# Reinforcement Learning with Ray RLlib - Comprehensive Guide

This notebook provides a detailed guide to configuring and training RL algorithms with comprehensive hyperparameter control.

## Key Hyperparameter Categories

### 1. Training Hyperparameters
- **gamma (γ)**: Discount factor (0-1). How much to value future rewards vs immediate rewards
- **lr**: Learning rate. Step size for gradient descent updates
- **train_batch_size**: Total samples used per training iteration
- **entropy_coeff**: Encourages exploration by penalizing deterministic policies
- **vf_loss_coeff**: Weight of value function loss in total loss

### 2. Model Architecture
- **fcnet_hiddens**: List of hidden layer sizes (e.g., [256, 256] = 2 layers, 256 units each)
- **fcnet_activation**: Activation function (relu, tanh, elu, etc.)
- **vf_share_layers**: Whether policy and value networks share parameters

### 3. Environment Runners
- **num_env_runners**: Parallel workers collecting experience
- **rollout_fragment_length**: Steps collected before sending to learner

### 4. Algorithm-Specific
- **PPO**: Uses clipped surrogate objective with `clip_param` for stable updates
- **IMPALA**: Uses V-trace for off-policy correction with importance sampling

---


## PPO (Proximal Policy Optimization)

PPO is an on-policy algorithm that uses a clipped surrogate objective to prevent large policy updates.

**Key features:**
- On-policy: Uses recently collected data
- Stable training through policy clipping
- Good for continuous and discrete action spaces

**Algorithm Overview:**
1. Collect trajectories using current policy
2. Compute advantages using value function
3. Update policy using clipped objective
4. Update value function


In [None]:
from ray.rllib.algorithms.ppo import PPOConfig

# Create and configure PPO with detailed hyperparameters
config = (
    PPOConfig()
    .environment("CartPole-v1")
    
    # Training hyperparameters
    .training(
        gamma=0.99,                      # Discount factor for future rewards
        lr=5e-5,                         # Learning rate for optimizer
        train_batch_size=4000,           # Total batch size for training
        sgd_minibatch_size=128,          # Size of minibatches for SGD
        num_sgd_iter=30,                 # Number of SGD epochs per training iteration
        clip_param=0.2,                  # PPO clipping parameter
        vf_clip_param=10.0,              # Value function clipping
        entropy_coeff=0.01,              # Entropy regularization coefficient
        vf_loss_coeff=1.0,               # Value function loss coefficient
        kl_coeff=0.0,                    # KL divergence coefficient
        kl_target=0.01,                  # Target KL divergence
    )
    
    # Model architecture
    .rl_module(
        model_config_dict={
            "fcnet_hiddens": [256, 256],  # Hidden layer sizes
            "fcnet_activation": "relu",    # Activation function
        }
    )
    
    # Rollout configuration
    .env_runners(
        num_env_runners=4,                # Number of parallel workers
        num_envs_per_env_runner=1,       # Environments per worker
        rollout_fragment_length=200,      # Steps per rollout fragment
    )
    
    # Evaluation
    .evaluation(
        evaluation_interval=10,           # Evaluate every N training iterations
        evaluation_duration=10,           # Number of episodes for evaluation
        evaluation_num_env_runners=1,    # Parallel evaluators
    )
)

# Build and train
algo_ppo = config.build_algo()
result = algo_ppo.train()
print(f"PPO Training - Episode Reward: {result['env_runners']['episode_return_mean']:.2f}")

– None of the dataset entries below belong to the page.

/// Engine entry point: validates the snapshot and returns a decision.
/// Never fails; invalid input or an engine error yields the pass fallback.
pub fn decide(request: &TurnRequest, config: &Config, deadline: Deadline) -> SearchReport {
    if let Err(e) = request.validate() {
        error!("Rejecting turn {} snapshot: {}", request.turn, e);
        return SearchReport::fallback(request.my_pos, deadline.elapsed().as_millis());
    }

    let root = SearchState {
        board: request.board.clone(),
        max_pos: request.my_pos,
        min_pos: request.adv_pos,
        max_steps: request.max_step,
    };

    let mut engine = SearchEngine::new(config, deadline);
    match engine.iterative_deepening(&root) {
        Ok(report) => report,
        Err(e) => {
            error!("Search aborted on turn {}: {}", request.turn, e);
            SearchReport::fallback(request.my_pos, deadline.elapsed().as_millis())
        }
    }
}

#[cfg(test)]
mod tests {
    use super::*;
    use crate::types::Direction;

    fn config_with_depth(max_depth: u8) -> Config {
        let mut config = Config::default_hardcoded();
        config.search.max_depth = max_depth;
        config
    }

    fn state(board: Board, me: Position, opp: Position, steps: usize) -> SearchState {
        SearchState {
            board,
            max_pos: me,
            min_pos: opp,
            max_steps: steps,
        }
    }

    #[test]
    fn test_depth_zero_is_static_evaluation() {
        let config = Config::default_hardcoded();
        let root = state(Board::empty(5), Position::new(2, 2), Position::new(0, 0), 2);
        let mut engine = SearchEngine::new(&config, Deadline::unlimited());

        let outcome = engine.minimax(&root, 0, Role::Max).unwrap().unwrap();
        assert!(outcome.action.is_none());
        assert!((outcome.score - 81.25).abs() < 1e-9);
    }

    #[test]
    fn test_max_with_no_wallable_destination_scores_zero() {
        // Our cell is fully walled: reachable set is {start} but no wall fits
        let me = Position::new(1, 1);
        let mut board = Board::empty(3);
        for dir in Direction::all() {
            board = board.with_wall(me, dir).unwrap();
        }
        let config = Config::default_hardcoded();
        let root = state(board, me, Position::new(0, 0), 2);
        let mut engine = SearchEngine::new(&config, Deadline::unlimited());

        let outcome = engine.expand(&root, 1, Role::Max).unwrap().unwrap();
        assert_eq!(outcome.score, 0.0);
        assert!(outcome.action.is_none());
    }

    #[test]
    fn test_min_node_moves_opponent() {
        let config = Config::default_hardcoded();
        let me = Position::new(2, 2);
        let opp = Position::new(0, 0);
        let root = state(Board::empty(5), me, opp, 1);
        let mut engine = SearchEngine::new(&config, Deadline::unlimited());

        let outcome = engine.minimax(&root, 1, Role::Min).unwrap().unwrap();
        let action = outcome.action.unwrap();
        assert!(action.destination.manhattan_distance(&opp) <= 1);
    }

    #[test]
    fn test_expired_deadline_cuts_off_node() {
        let config = Config::default_hardcoded();
        let root = state(Board::empty(5), Position::new(2, 2), Position::new(0, 0), 2);
        let mut engine = SearchEngine::new(&config, Deadline::new(Duration::ZERO));

        assert_eq!(engine.minimax(&root, 2, Role::Max).unwrap(), None);
    }

    #[test]
    fn test_minimax_is_deterministic_without_deadline() {
        let config = config_with_depth(2);
        let board = Board::bordered(5)
            .with_wall(Position::new(1, 1), Direction::Right)
            .unwrap();
        let root = state(board, Position::new(1, 1), Position::new(3, 3), 2);

        let first = SearchEngine::new(&config, Deadline::unlimited())
            .minimax(&root, 2, Role::Max)
            .unwrap();
        let second = SearchEngine::new(&config, Deadline::unlimited())
            .minimax(&root, 2, Role::Max)
            .unwrap();
        assert_eq!(first, second);
    }

    #[test]
    fn test_iterative_deepening_never_regresses() {
        let board = Board::bordered(5);
        let root = state(board, Position::new(2, 2), Position::new(0, 4), 2);

        let shallow = SearchEngine::new(&config_with_depth(1), Deadline::unlimited())
            .iterative_deepening(&root)
            .unwrap();
        let deep = SearchEngine::new(&config_with_depth(2), Deadline::unlimited())
            .iterative_deepening(&root)
            .unwrap();

        assert_eq!(shallow.depth, 1);
        assert_eq!(deep.depth, 2);
        assert!(deep.score.unwrap() >= shallow.score.unwrap());
    }

    #[test]
    fn test_zero_deadline_falls_back_to_pass() {
        let mut config = Config::default_hardcoded();
        config.search.time_budget_ms = 0;
        let request = TurnRequest {
            turn: 0,
            board: Board::empty(5),
            my_pos: Position::new(2, 2),
            adv_pos: Position::new(0, 0),
            max_step: 2,
        };

        let report = decide(&request, &config, Deadline::new(config.search.time_budget()));
        assert_eq!(report.decision, Decision::stay(Position::new(2, 2)));
        assert_eq!(report.score, None);
        assert_eq!(report.depth, 0);
    }

    fn outcome(score: f64, complete: bool) -> SearchOutcome {
        SearchOutcome {
            score,
            action: Some(Action {
                destination: Position::new(0, 0),
                wall: Direction::Up,
            }),
            complete,
        }
    }

    #[test]
    fn test_deeper_outcome_must_be_strictly_better() {
        let best = outcome(50.0, true);
        assert!(improves(None, &outcome(10.0, false)));
        assert!(improves(Some(&best), &outcome(50.5, false)));
        assert!(!improves(Some(&best), &outcome(50.0, false)));
        assert!(!improves(Some(&best), &outcome(49.0, true)));
    }

    #[test]
    fn test_partial_depth_keeps_shallower_action() {
        // Three walls around us: staying seals the cell, stepping right is open
        let me = Position::new(2, 2);
        let mut board = Board::empty(5);
        for dir in [Direction::Up, Direction::Left, Direction::Down] {
            board = board.with_wall(me, dir).unwrap();
        }
        let root = state(board, me, Position::new(0, 0), 1);

        let shallow_config = config_with_depth(1);
        let mut shallow_engine = SearchEngine::new(&shallow_config, Deadline::unlimited());
        let shallow = shallow_engine.iterative_deepening(&root).unwrap();
        let depth_one_polls = shallow_engine.polls;
        assert_eq!(shallow.decision.destination, Position::new(2, 3));

        // Depth 2 gets its own check plus both root children; the opponent's
        // first reply under the second child is cut off
        let config = config_with_depth(2);
        let mut partial_engine = SearchEngine::new(&config, Deadline::unlimited()).with_poll_limit(2);
        let partial = partial_engine.expand(&root, 2, Role::Max).unwrap().unwrap();
        assert!(!partial.complete);
        assert_eq!(partial.action.unwrap().destination, me);
        assert!(partial.score < shallow.score.unwrap());

        let report = SearchEngine::new(&config, Deadline::unlimited())
            .with_poll_limit(depth_one_polls + 3)
            .iterative_deepening(&root)
            .unwrap();
        assert_eq!(report.depth, 1);
        assert_eq!(report.decision, shallow.decision);
        assert_eq!(report.score, shallow.score);
    }

    #[test]
    fn test_zero_min_depth_still_searches() {
        let mut config = Config::default_hardcoded();
        config.search.min_depth = 0;
        config.search.max_depth = 1;
        let root = state(Board::empty(4), Position::new(1, 1), Position::new(3, 3), 1);

        let report = SearchEngine::new(&config, Deadline::unlimited())
            .iterative_deepening(&root)
            .unwrap();
        assert_eq!(report.depth, 1);
        assert!(report.decision.wall.is_some());
    }

    #[test]
    fn test_huge_step_budget_still_decides() {
        let request = TurnRequest {
            turn: 1,
            board: Board::empty(3),
            my_pos: Position::new(0, 0),
            adv_pos: Position::new(2, 2),
            max_step: 1usize << 33,
        };

        let report = decide(&request, &config_with_depth(1), Deadline::unlimited());
        assert!(report.score.unwrap().is_finite());
        let wall = report.decision.wall.unwrap();
        assert!(!request.board.has_wall(report.decision.destination, wall));
    }

    #[test]
    fn test_invalid_snapshot_falls_back_to_pass() {
        let config = Config::default_hardcoded();
        let request = TurnRequest {
            turn: 3,
            board: Board::empty(4),
            my_pos: Position::new(1, 1),
            adv_pos: Position::new(9, 9),
            max_step: 2,
        };

        let report = decide(&request, &config, Deadline::unlimited());
        assert!(report.decision.is_pass());
        assert_eq!(report.decision.destination, Position::new(1, 1));
    }
}
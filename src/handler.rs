// HTTP handler bindings for the game host
//
// This module provides thin wrapper functions that bind Rocket HTTP routes
// to the Bot's core logic methods. Handlers are responsible for:
// - Deserializing incoming JSON requests
// - Rejecting snapshots whose pawns are off the board
// - Delegating to Bot methods
// - Serializing responses

use rocket::http::Status;
use rocket::serde::json::Json;
use rocket::{get, post, routes, Build, Rocket, Route};
use serde_json::{json, Value};

use crate::bot::Bot;
use crate::types::TurnRequest;

/// GET / endpoint
/// Returns bot metadata
#[get("/")]
pub fn index(bot: &rocket::State<Bot>) -> Json<Value> {
    Json(bot.info())
}

/// POST /start endpoint
/// Called when a game starts
#[post("/start", format = "json", data = "<start_req>")]
pub fn start(bot: &rocket::State<Bot>, start_req: Json<TurnRequest>) -> Status {
    bot.start(&start_req);

    Status::Ok
}

/// POST /move endpoint
/// Called each turn to compute and return the next move and wall
#[post("/move", format = "json", data = "<move_req>")]
pub async fn get_move(
    bot: &rocket::State<Bot>,
    move_req: Json<TurnRequest>,
) -> Result<Json<Value>, (Status, Json<Value>)> {
    if let Err(e) = move_req.validate() {
        return Err((
            Status::UnprocessableEntity,
            Json(json!({ "error": e.to_string() })),
        ));
    }

    let response = bot.get_move(&move_req).await;

    Ok(Json(response))
}

/// POST /end endpoint
/// Called when a game ends
#[post("/end", format = "json", data = "<end_req>")]
pub fn end(bot: &rocket::State<Bot>, end_req: Json<TurnRequest>) -> Status {
    bot.end(&end_req);

    Status::Ok
}

pub fn routes() -> Vec<Route> {
    routes![index, start, get_move, end]
}

/// Assembles the server around a ready bot
pub fn build_rocket(bot: Bot) -> Rocket<Build> {
    rocket::build().manage(bot).mount("/", routes())
}
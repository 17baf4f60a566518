// Host-facing bot
//
// Wraps the configured agent behind the four calls the game host makes:
// info, start, move and end. The bot itself holds no per-game state; every
// move request carries the full board snapshot.

use log::{error, info, warn};
use serde_json::{json, Value};
use std::sync::Arc;
use std::time::Instant;

use crate::config::Config;
use crate::debug_logger::DebugLogger;
use crate::registry::{Agent, AgentRegistry, MinimaxAgent};
use crate::search::{Deadline, SearchReport};
use crate::simple_profiler;
use crate::types::TurnRequest;

/// Bot with OOP-style API
/// Takes static configuration dependencies and exposes methods corresponding to API endpoints
pub struct Bot {
    config: Config,
    agent: Arc<dyn Agent>,
    logger: DebugLogger,
}

impl Bot {
    /// Creates a new Bot instance with the given configuration and no decision log
    pub fn new(config: Config) -> Self {
        Self::with_logger(config, DebugLogger::disabled())
    }

    /// Creates a Bot that records each decision through `logger`
    ///
    /// The agent is looked up by `config.agent.name`; an unknown name falls
    /// back to the minimax agent.
    pub fn with_logger(config: Config, logger: DebugLogger) -> Self {
        let registry = AgentRegistry::with_builtin_agents();
        let agent = registry
            .create(&config.agent.name, &config)
            .unwrap_or_else(|e| {
                warn!("{}; falling back to minimax", e);
                Arc::new(MinimaxAgent::new(config.clone()))
            });

        Bot {
            config,
            agent,
            logger,
        }
    }

    /// Registry name of the agent making decisions
    pub fn agent_name(&self) -> &str {
        self.agent.name()
    }

    /// Returns bot metadata
    /// Corresponds to GET / endpoint
    pub fn info(&self) -> Value {
        info!("INFO");

        json!({
            "version": env!("CARGO_PKG_VERSION"),
            "name": self.config.agent.display_name,
            "author": self.config.agent.author,
            "agent": self.agent.name(),
            "max_depth": self.config.search.max_depth,
            "time_budget_ms": self.config.search.time_budget_ms,
        })
    }

    /// Called when a game starts
    /// Corresponds to POST /start endpoint
    pub fn start(&self, request: &TurnRequest) {
        info!(
            "GAME START ({}x{} board, max_step {})",
            request.board.size(),
            request.board.size(),
            request.max_step
        );
    }

    /// Called when a game ends
    /// Corresponds to POST /end endpoint
    pub fn end(&self, request: &TurnRequest) {
        info!("GAME OVER after turn {}", request.turn);
    }

    /// Computes the next move and wall for a snapshot
    /// Corresponds to POST /move endpoint
    ///
    /// The search is CPU-bound, so it runs on tokio's blocking pool while
    /// this future waits. The deadline starts when the request arrives.
    pub async fn get_move(&self, request: &TurnRequest) -> Value {
        let start_time = Instant::now();
        let deadline = Deadline::starting_at(start_time, self.config.search.time_budget());

        info!("Turn {}: Computing move", request.turn);

        let agent = self.agent.clone();
        let snapshot = request.clone();
        let report = match tokio::task::spawn_blocking(move || {
            let report = agent.step(&snapshot, deadline);
            // Counters are thread-local, so report from the search thread
            simple_profiler::report(report.elapsed_ms);
            report
        })
        .await
        {
            Ok(report) => report,
            Err(e) => {
                error!("Turn {}: search task failed: {}", request.turn, e);
                SearchReport::fallback(request.my_pos, start_time.elapsed().as_millis())
            }
        };

        info!(
            "Turn {}: Chose {} wall {} (score: {}, depth: {}, nodes: {}, time: {}ms)",
            request.turn,
            report.decision.destination,
            report.decision.wall.map_or("none", |w| w.as_str()),
            report
                .score
                .map_or_else(|| "n/a".to_string(), |s| format!("{:.3}", s)),
            report.depth,
            report.nodes,
            start_time.elapsed().as_millis()
        );

        self.logger.log_move(request.clone(), report.decision);

        Self::response(&report)
    }

    /// JSON body returned to the host
    pub fn response(report: &SearchReport) -> Value {
        json!({
            "move": report.decision.destination,
            "wall": report.decision.wall,
            "score": report.score,
            "depth": report.depth,
        })
    }
}
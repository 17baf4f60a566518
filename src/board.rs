// Board model and state simulator
//
// A board is an N x N grid of cells, each carrying four wall flags in
// `Direction` index order. Boards are values: simulating a wall placement
// always produces a fresh copy and never touches the original.

use log::error;
use serde::{Deserialize, Serialize};

use crate::error::EngineError;
use crate::simple_profiler::ProfileGuard;
use crate::types::{Direction, Position};

/// Raw wire layout: rows of cells, each cell `[up, right, down, left]`
pub type WallGrid = Vec<Vec<[bool; 4]>>;

#[derive(Debug, Clone, PartialEq, Eq, Serialize, Deserialize)]
#[serde(try_from = "WallGrid", into = "WallGrid")]
pub struct Board {
    size: usize,
    cells: Vec<[bool; 4]>,
}

impl Board {
    /// Creates a board of the given size with no walls at all
    pub fn empty(size: usize) -> Self {
        Board {
            size,
            cells: vec![[false; 4]; size * size],
        }
    }

    /// Creates a board whose outer border is walled, the layout the host
    /// runtime uses at game start
    pub fn bordered(size: usize) -> Self {
        let mut board = Board::empty(size);
        for i in 0..size {
            board.cell_mut(Position::new(0, i))[Direction::Up.index()] = true;
            board.cell_mut(Position::new(size - 1, i))[Direction::Down.index()] = true;
            board.cell_mut(Position::new(i, 0))[Direction::Left.index()] = true;
            board.cell_mut(Position::new(i, size - 1))[Direction::Right.index()] = true;
        }
        board
    }

    /// Builds a board from a host snapshot, rejecting ragged grids and
    /// walls that are only visible from one side of an edge
    pub fn from_walls(walls: WallGrid) -> Result<Self, EngineError> {
        let size = walls.len();
        if size == 0 {
            return Err(EngineError::invalid_board("board has no rows"));
        }
        if let Some((row, cells)) = walls.iter().enumerate().find(|(_, r)| r.len() != size) {
            return Err(EngineError::invalid_board(format!(
                "row {} has {} cells, expected {}",
                row,
                cells.len(),
                size
            )));
        }

        let board = Board {
            size,
            cells: walls.into_iter().flatten().collect(),
        };

        for row in 0..size {
            for col in 0..size {
                let pos = Position::new(row, col);
                for dir in [Direction::Right, Direction::Down] {
                    let Some(next) = dir.apply(&pos, size) else {
                        continue;
                    };
                    if board.has_wall(pos, dir) != board.has_wall(next, dir.opposite()) {
                        return Err(EngineError::invalid_board(format!(
                            "asymmetric wall between {} and {}",
                            pos, next
                        )));
                    }
                }
            }
        }

        Ok(board)
    }

    /// Side length of the grid
    pub fn size(&self) -> usize {
        self.size
    }

    pub fn contains(&self, pos: Position) -> bool {
        pos.row < self.size && pos.col < self.size
    }

    pub fn check_bounds(&self, pos: Position) -> Result<(), EngineError> {
        if self.contains(pos) {
            Ok(())
        } else {
            Err(EngineError::OutOfBounds {
                position: pos,
                size: self.size,
            })
        }
    }

    fn offset(&self, pos: Position) -> usize {
        pos.row * self.size + pos.col
    }

    fn cell_mut(&mut self, pos: Position) -> &mut [bool; 4] {
        let idx = self.offset(pos);
        &mut self.cells[idx]
    }

    /// Whether the edge of `pos` facing `dir` is blocked
    pub fn has_wall(&self, pos: Position, dir: Direction) -> bool {
        self.cells[self.offset(pos)][dir.index()]
    }

    /// Number of walls around a cell (0..=4)
    pub fn wall_count(&self, pos: Position) -> usize {
        self.cells[self.offset(pos)].iter().filter(|&&w| w).count()
    }

    /// Directions at `pos` where a wall may still be placed, in index order
    pub fn free_walls(&self, pos: Position) -> Vec<Direction> {
        Direction::all()
            .into_iter()
            .filter(|&dir| !self.has_wall(pos, dir))
            .collect()
    }

    /// Returns the neighbour reached by a unit move from `pos` towards
    /// `dir`, if the move stays on the board and crosses no wall from
    /// either side
    pub fn step(&self, pos: Position, dir: Direction) -> Option<Position> {
        if self.has_wall(pos, dir) {
            return None;
        }
        let next = dir.apply(&pos, self.size)?;
        if self.has_wall(next, dir.opposite()) {
            return None;
        }
        Some(next)
    }

    /// Simulates placing a wall at `pos` facing `dir`. The mirrored flag on
    /// the neighbouring cell is set too; `self` is left untouched.
    pub fn with_wall(&self, pos: Position, dir: Direction) -> Result<Board, EngineError> {
        let _guard = ProfileGuard::new("simulate");

        self.check_bounds(pos)?;
        if self.has_wall(pos, dir) {
            error!("Refusing to place wall at {} facing {}: already set", pos, dir);
            return Err(EngineError::WallAlreadyPlaced {
                position: pos,
                direction: dir,
            });
        }

        let mut next = self.clone();
        next.cell_mut(pos)[dir.index()] = true;
        if let Some(neighbour) = dir.apply(&pos, self.size) {
            next.cell_mut(neighbour)[dir.opposite().index()] = true;
        }
        Ok(next)
    }

    /// Converts back to the host's nested layout
    pub fn to_walls(&self) -> WallGrid {
        self.cells
            .chunks(self.size.max(1))
            .map(|row| row.to_vec())
            .collect()
    }
}

impl TryFrom<WallGrid> for Board {
    type Error = EngineError;

    fn try_from(walls: WallGrid) -> Result<Self, Self::Error> {
        Board::from_walls(walls)
    }
}

impl From<Board> for WallGrid {
    fn from(board: Board) -> Self {
        board.to_walls()
    }
}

## IMPALA (Importance Weighted Actor-Learner Architecture)

IMPALA is an off-policy algorithm designed for distributed training with high throughput.

**Key features:**
- Off-policy: Can learn from older data
- V-trace for importance sampling correction
- Designed for massively parallel environments
- **Note**: Running in local mode on Windows (distributed training requires Linux/Mac)

**Algorithm Overview:**
1. Actors collect experience continuously
2. Learner trains asynchronously on batches
3. V-trace corrects for off-policy data
4. Policy updates distributed to actors


In [None]:
from ray.rllib.algorithms.impala import IMPALAConfig

# Create and configure IMPALA with detailed hyperparameters (Windows-compatible)
config = (
    IMPALAConfig()
    .environment("CartPole-v1")
    
    # Distributed training configuration (local mode for Windows)
    .learners(
        num_learners=0,                   # 0 = local mode (no distributed learners)
    )
    
    # Environment runners (data collection workers)
    .env_runners(
        num_env_runners=4,                # Number of parallel environment workers
        num_envs_per_env_runner=1,       # Environments per worker
        rollout_fragment_length=50,       # Steps collected per rollout
    )
    
    # Training hyperparameters
    .training(
        gamma=0.99,                       # Discount factor for future rewards
        lr=0.0005,                        # Learning rate for optimizer
        train_batch_size=512,             # Batch size for training
        grad_clip=40.0,                   # Gradient clipping threshold
        grad_clip_by="global_norm",       # Gradient clipping method
        entropy_coeff=0.01,               # Entropy regularization (exploration)
        vf_loss_coeff=0.5,                # Value function loss coefficient
        vtrace_clip_rho_threshold=1.0,    # V-trace importance sampling clip (actor)
        vtrace_clip_pg_rho_threshold=1.0, # V-trace importance sampling clip (policy gradient)
        num_sgd_iter=1,                   # Number of SGD passes per batch
        replay_ratio=0.0,                 # Experience replay ratio
        replay_buffer_num_slots=0,        # Replay buffer size (0 = disabled)
    )
    
    # Model architecture
    .rl_module(
        model_config_dict={
            "fcnet_hiddens": [256, 256],  # Hidden layer sizes for policy/value networks
            "fcnet_activation": "relu",    # Activation function (relu, tanh, etc.)
            "vf_share_layers": True,       # Share layers between policy and value function
        }
    )
    
    # Evaluation settings
    .evaluation(
        evaluation_interval=5,            # Evaluate every N training iterations
        evaluation_duration=10,           # Number of episodes for evaluation
        evaluation_num_env_runners=1,    # Parallel evaluators
        evaluation_config={
            "explore": False,             # Disable exploration during evaluation
        }
    )
    
    # Resource allocation
    .resources(
        num_gpus=0,                       # GPUs for learner (0 = CPU only)
        num_cpus_per_env_runner=1,       # CPUs per environment runner
    )
)

# Build and train
algo_impala = config.build_algo()
result = algo_impala.train()

# Display results
print(f"\n{'='*60}")
print(f"IMPALA Training Results (Iteration 1)")
print(f"{'='*60}")
print(f"Episode Reward Mean:  {result['env_runners']['episode_return_mean']:.2f}")
print(f"Episode Length Mean:  {result['env_runners']['episode_len_mean']:.2f}")
print(f"Episodes This Iter:   {result['env_runners']['num_episodes']}")
print(f"{'='*60}\n")


import pandas as pd

def train_algorithm(algo, num_iterations=10, algorithm_name="Algorithm"):
    """Train an algorithm and track metrics"""
    results = []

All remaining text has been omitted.